Top of EXERCISE MATERIAL

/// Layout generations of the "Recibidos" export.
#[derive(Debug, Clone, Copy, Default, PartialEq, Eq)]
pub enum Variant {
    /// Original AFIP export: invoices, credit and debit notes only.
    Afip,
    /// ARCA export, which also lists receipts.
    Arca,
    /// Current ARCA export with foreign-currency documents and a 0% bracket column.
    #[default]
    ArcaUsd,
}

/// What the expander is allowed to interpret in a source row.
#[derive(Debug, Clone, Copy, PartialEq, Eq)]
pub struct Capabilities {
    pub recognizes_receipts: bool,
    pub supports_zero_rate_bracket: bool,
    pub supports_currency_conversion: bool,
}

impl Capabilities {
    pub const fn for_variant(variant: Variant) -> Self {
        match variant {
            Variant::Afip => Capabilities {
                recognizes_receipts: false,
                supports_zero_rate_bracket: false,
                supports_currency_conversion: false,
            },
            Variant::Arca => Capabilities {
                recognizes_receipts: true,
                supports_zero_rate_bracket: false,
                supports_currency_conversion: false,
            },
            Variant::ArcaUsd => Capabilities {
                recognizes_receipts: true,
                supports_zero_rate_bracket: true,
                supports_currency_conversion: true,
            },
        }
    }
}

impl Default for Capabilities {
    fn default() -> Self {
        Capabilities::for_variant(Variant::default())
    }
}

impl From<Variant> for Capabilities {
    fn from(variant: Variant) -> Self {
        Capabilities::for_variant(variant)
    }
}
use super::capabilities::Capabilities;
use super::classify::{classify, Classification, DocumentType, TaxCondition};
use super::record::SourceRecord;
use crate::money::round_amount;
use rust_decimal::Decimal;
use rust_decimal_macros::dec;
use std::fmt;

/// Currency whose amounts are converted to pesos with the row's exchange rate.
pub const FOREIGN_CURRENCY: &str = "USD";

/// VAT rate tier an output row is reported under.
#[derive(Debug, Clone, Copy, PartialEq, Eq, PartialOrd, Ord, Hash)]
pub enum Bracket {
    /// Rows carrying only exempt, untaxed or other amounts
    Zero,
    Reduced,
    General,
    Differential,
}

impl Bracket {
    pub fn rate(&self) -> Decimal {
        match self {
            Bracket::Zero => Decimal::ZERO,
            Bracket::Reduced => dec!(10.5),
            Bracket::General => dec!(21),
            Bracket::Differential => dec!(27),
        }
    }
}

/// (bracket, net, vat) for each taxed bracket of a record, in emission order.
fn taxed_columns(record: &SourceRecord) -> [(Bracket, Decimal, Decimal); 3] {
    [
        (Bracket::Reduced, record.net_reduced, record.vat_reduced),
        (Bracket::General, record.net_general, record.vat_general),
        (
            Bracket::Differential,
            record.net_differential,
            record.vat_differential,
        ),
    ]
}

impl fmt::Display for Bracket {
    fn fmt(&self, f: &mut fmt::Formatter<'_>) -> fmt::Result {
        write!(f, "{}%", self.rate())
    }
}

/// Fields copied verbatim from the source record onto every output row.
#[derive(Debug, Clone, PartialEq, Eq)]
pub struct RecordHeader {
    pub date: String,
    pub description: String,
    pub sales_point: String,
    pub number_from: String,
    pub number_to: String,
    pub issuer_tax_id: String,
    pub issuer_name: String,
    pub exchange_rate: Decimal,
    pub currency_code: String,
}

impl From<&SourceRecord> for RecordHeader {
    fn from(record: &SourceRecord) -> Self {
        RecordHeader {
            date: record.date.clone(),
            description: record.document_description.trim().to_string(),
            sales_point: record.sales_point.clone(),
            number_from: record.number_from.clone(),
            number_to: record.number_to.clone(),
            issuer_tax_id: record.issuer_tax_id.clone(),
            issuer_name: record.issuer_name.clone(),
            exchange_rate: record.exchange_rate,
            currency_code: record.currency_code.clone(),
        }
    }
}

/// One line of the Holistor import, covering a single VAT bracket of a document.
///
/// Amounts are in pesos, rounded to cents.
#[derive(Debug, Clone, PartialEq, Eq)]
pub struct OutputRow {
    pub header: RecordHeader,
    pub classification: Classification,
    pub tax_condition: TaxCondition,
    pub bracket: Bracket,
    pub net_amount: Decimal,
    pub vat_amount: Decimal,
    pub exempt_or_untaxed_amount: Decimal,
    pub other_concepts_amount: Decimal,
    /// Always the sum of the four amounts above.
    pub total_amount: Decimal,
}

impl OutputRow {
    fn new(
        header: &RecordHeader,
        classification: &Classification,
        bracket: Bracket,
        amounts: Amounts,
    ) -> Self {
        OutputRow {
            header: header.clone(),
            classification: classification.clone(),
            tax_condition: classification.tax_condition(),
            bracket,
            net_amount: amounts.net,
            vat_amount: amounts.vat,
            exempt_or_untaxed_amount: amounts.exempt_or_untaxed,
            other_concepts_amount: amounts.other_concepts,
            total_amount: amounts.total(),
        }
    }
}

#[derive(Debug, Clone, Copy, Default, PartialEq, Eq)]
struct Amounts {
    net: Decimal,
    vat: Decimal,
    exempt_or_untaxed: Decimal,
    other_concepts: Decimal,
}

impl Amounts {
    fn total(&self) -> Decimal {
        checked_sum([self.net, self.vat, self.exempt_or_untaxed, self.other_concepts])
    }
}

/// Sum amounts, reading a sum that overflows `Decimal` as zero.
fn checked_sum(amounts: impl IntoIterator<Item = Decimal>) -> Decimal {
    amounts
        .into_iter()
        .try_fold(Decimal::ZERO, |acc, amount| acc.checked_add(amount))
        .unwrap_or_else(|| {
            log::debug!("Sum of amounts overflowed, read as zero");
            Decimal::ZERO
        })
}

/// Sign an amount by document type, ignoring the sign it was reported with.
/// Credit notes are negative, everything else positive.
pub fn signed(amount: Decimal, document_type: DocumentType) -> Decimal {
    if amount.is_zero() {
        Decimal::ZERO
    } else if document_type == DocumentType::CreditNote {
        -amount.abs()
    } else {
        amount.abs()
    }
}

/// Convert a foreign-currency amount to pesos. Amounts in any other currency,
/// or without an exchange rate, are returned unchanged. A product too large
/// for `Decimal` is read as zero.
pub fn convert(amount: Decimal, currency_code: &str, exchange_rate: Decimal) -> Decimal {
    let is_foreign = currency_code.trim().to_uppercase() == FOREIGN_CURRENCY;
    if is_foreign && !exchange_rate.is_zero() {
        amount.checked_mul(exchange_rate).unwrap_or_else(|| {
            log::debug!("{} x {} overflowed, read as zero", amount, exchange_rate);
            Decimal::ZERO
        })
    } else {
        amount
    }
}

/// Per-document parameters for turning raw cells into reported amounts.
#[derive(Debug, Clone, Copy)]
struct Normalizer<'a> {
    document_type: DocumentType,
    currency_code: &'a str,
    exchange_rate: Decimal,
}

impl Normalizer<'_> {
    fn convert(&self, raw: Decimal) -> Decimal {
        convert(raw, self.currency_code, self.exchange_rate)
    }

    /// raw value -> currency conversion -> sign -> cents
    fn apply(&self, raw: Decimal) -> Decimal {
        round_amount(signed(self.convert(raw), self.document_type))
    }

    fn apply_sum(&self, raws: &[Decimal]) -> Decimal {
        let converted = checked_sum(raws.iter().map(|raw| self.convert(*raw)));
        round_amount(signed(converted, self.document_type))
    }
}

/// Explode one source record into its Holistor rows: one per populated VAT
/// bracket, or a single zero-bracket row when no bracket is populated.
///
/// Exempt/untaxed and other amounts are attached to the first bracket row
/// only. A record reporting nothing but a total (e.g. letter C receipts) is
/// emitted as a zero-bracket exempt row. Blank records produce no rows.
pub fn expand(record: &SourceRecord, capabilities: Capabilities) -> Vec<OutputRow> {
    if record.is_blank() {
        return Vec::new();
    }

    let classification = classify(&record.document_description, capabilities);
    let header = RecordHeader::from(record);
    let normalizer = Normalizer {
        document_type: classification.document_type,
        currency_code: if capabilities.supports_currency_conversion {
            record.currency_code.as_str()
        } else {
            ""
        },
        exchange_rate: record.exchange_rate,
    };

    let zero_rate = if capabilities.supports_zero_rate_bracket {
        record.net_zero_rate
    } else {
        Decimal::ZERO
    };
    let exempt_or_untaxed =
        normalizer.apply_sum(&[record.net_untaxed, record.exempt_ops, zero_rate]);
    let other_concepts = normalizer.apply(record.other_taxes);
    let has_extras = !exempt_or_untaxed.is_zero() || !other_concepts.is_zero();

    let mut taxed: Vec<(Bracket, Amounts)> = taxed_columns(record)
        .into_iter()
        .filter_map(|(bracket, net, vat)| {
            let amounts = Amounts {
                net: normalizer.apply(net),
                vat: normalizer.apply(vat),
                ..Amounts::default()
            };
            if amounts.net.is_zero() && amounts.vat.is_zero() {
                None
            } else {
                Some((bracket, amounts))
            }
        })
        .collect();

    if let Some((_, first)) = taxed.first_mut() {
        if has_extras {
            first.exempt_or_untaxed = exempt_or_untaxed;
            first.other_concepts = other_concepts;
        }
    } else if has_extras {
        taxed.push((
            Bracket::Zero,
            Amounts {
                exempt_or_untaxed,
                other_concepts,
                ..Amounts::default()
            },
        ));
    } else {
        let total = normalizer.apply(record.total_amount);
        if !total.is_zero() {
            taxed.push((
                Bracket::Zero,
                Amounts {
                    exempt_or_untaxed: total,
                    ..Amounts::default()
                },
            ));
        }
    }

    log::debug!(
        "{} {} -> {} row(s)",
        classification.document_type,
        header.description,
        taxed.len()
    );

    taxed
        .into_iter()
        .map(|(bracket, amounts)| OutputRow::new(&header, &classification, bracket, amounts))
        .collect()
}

Bottom of EXERCISE MATERIAL
Top of EXERCISE MATERIAL

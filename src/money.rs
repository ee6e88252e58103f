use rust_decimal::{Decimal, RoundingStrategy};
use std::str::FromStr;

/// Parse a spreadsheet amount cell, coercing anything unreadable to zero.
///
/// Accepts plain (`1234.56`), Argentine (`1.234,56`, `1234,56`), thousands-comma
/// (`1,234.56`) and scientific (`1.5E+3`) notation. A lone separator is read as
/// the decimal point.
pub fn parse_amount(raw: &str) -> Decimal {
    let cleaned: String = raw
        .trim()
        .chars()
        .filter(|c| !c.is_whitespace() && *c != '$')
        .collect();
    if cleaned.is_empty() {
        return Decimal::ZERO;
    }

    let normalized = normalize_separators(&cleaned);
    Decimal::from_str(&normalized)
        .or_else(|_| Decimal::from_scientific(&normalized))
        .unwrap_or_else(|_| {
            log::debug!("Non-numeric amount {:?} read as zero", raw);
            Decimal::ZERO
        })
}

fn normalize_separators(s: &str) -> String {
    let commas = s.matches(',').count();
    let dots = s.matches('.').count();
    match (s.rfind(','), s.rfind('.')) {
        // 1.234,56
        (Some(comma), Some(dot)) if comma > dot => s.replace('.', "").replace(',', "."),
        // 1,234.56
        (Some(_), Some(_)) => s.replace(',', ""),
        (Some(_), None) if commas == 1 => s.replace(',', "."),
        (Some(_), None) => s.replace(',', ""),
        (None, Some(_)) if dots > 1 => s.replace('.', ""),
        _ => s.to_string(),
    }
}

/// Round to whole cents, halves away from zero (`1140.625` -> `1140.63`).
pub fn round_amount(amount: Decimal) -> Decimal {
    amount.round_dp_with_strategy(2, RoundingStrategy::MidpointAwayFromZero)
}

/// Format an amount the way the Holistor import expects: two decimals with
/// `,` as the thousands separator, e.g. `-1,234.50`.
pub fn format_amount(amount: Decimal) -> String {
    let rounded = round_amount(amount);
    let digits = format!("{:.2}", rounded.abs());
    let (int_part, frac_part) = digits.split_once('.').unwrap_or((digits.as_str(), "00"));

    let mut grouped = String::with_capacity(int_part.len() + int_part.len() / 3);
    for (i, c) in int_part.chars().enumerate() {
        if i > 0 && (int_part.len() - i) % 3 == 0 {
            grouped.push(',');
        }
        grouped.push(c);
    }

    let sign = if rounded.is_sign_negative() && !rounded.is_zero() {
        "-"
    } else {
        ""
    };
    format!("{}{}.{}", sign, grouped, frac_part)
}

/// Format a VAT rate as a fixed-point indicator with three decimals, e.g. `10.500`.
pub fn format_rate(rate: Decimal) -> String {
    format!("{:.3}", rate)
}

Bottom of EXERCISE MATERIAL

• [WORK TASK]:
Only the lines above starting at the line that holds "Layout generations of" and ending at the line that holds "pub const FOREIGN_CURRENCY: &str" are to be repeated, exactly and in full.

• [RESPONSE TO THE TASK]:
/// Layout generations of the "Recibidos" export.
#[derive(Debug, Clone, Copy, Default, PartialEq, Eq)]
pub enum Variant {
    /// Original AFIP export: invoices, credit and debit notes only.
    Afip,
    /// ARCA export, which also lists receipts.
    Arca,
    /// Current ARCA export with foreign-currency documents and a 0% bracket column.
    #[default]
    ArcaUsd,
}

/// What the expander is allowed to interpret in a source row.
#[derive(Debug, Clone, Copy, PartialEq, Eq)]
pub struct Capabilities {
    pub recognizes_receipts: bool,
    pub supports_zero_rate_bracket: bool,
    pub supports_currency_conversion: bool,
}

impl Capabilities {
    pub const fn for_variant(variant: Variant) -> Self {
        match variant {
            Variant::Afip => Capabilities {
                recognizes_receipts: false,
                supports_zero_rate_bracket: false,
                supports_currency_conversion: false,
            },
            Variant::Arca => Capabilities {
                recognizes_receipts: true,
                supports_zero_rate_bracket: false,
                supports_currency_conversion: false,
            },
            Variant::ArcaUsd => Capabilities {
                recognizes_receipts: true,
                supports_zero_rate_bracket: true,
                supports_currency_conversion: true,
            },
        }
    }
}

impl Default for Capabilities {
    fn default() -> Self {
        Capabilities::for_variant(Variant::default())
    }
}

impl From<Variant> for Capabilities {
    fn from(variant: Variant) -> Self {
        Capabilities::for_variant(variant)
    }
}
use super::capabilities::Capabilities;
use super::classify::{classify, Classification, DocumentType, TaxCondition};
use super::record::SourceRecord;
use crate::money::round_amount;
use rust_decimal::Decimal;
use rust_decimal_macros::dec;
use std::fmt;

/// Currency whose amounts are converted to pesos with the row's exchange rate.
pub const FOREIGN_CURRENCY: &str = "USD";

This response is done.